STORED DATA section start

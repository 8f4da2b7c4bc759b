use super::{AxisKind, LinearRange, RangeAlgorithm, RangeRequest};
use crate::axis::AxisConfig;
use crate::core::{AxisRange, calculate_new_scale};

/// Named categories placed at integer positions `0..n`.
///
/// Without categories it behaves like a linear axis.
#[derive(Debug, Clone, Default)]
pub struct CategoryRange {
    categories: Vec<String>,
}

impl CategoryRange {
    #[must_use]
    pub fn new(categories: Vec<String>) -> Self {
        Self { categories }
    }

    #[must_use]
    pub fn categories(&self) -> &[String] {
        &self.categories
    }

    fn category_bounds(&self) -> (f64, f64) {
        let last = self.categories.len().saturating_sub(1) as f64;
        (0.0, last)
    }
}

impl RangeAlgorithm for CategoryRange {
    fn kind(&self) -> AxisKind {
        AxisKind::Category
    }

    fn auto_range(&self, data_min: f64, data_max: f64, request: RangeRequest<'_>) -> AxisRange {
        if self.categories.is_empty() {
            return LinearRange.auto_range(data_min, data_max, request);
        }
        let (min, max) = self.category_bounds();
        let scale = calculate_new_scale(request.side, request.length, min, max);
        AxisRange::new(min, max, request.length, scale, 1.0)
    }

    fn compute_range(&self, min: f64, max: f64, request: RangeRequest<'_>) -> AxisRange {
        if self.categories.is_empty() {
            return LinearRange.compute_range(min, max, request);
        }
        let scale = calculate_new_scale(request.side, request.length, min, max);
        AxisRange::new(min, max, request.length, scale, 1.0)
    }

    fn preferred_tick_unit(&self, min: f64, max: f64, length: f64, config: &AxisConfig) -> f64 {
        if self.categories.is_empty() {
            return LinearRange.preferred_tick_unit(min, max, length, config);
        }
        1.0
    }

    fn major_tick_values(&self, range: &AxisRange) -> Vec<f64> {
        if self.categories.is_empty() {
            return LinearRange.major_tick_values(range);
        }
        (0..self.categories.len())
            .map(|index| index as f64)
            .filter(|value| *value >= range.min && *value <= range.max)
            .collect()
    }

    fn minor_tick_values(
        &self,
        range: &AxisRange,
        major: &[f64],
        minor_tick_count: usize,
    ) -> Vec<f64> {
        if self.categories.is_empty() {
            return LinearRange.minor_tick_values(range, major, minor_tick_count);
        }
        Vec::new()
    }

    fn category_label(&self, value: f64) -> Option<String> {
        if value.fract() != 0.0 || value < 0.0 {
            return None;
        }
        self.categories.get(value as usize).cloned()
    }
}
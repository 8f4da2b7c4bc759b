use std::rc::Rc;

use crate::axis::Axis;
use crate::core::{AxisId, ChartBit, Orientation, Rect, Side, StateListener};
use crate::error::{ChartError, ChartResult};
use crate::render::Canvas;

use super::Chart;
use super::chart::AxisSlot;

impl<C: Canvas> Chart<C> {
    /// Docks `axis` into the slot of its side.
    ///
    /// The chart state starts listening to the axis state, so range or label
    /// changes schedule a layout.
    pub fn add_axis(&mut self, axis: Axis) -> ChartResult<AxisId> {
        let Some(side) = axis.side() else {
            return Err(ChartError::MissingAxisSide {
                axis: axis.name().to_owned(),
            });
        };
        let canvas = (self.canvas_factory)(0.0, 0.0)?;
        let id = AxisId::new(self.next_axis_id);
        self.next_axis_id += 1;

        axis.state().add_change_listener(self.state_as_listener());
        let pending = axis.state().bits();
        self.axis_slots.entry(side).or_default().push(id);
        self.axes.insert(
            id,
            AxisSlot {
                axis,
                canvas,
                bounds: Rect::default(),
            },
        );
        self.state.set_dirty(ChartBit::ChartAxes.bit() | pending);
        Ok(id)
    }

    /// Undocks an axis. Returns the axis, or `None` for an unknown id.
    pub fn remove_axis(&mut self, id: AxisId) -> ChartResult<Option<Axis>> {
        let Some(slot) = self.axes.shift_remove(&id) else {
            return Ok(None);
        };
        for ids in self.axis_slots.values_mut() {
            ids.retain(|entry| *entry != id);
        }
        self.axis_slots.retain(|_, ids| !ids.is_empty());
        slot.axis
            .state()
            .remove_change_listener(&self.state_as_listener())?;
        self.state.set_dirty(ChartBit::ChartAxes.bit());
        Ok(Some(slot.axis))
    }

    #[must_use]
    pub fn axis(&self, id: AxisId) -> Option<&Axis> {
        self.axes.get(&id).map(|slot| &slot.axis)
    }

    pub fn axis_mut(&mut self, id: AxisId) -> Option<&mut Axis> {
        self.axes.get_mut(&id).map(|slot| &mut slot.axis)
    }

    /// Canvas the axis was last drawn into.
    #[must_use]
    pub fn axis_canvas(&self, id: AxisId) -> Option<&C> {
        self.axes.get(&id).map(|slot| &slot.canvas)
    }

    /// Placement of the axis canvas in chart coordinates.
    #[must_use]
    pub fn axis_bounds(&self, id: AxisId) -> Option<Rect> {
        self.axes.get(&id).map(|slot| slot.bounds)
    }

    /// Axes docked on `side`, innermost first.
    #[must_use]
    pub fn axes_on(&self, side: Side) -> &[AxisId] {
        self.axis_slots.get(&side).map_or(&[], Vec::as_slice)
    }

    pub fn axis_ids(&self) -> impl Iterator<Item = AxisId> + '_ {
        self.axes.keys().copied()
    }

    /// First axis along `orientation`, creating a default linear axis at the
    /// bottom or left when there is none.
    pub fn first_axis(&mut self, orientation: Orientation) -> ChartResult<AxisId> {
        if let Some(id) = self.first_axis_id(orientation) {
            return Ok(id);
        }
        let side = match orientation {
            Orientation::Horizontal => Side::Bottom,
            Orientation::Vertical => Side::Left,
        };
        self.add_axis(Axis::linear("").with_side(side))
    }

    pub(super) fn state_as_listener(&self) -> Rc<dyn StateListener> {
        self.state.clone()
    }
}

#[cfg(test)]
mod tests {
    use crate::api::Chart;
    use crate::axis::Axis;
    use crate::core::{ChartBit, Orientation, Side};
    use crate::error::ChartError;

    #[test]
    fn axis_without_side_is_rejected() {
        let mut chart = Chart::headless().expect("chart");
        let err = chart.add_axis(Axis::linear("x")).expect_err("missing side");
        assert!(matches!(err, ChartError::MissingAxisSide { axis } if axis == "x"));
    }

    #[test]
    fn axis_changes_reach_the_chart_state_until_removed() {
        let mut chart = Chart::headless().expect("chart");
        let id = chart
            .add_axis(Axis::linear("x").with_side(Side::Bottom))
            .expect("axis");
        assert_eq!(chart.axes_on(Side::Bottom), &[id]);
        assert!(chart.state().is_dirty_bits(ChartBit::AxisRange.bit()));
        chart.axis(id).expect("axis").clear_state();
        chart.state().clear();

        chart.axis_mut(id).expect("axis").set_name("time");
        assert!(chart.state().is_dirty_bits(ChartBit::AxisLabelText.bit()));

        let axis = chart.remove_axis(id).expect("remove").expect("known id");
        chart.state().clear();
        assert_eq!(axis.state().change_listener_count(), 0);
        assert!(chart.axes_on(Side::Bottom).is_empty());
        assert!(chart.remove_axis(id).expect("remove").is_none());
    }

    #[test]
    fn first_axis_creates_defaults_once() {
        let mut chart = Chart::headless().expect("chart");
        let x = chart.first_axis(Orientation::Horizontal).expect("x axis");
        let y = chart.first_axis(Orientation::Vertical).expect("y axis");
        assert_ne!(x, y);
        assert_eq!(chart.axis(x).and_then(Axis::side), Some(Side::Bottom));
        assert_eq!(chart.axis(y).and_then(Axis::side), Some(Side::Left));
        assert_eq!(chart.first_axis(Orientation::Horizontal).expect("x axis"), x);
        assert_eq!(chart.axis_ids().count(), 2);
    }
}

STORED DATA section end

**ACTIVITY**
In which lines of the records does the word "ChartBit" appear? Copy each of them.

**ANSWER FOR THIS EXERCISE**
use crate::core::{AxisId, ChartBit, Orientation, Rect, Side, StateListener};
        self.state.set_dirty(ChartBit::ChartAxes.bit() | pending);
        self.state.set_dirty(ChartBit::ChartAxes.bit());
    use crate::core::{ChartBit, Orientation, Side};
        assert!(chart.state().is_dirty_bits(ChartBit::AxisRange.bit()));
        assert!(chart.state().is_dirty_bits(ChartBit::AxisLabelText.bit()));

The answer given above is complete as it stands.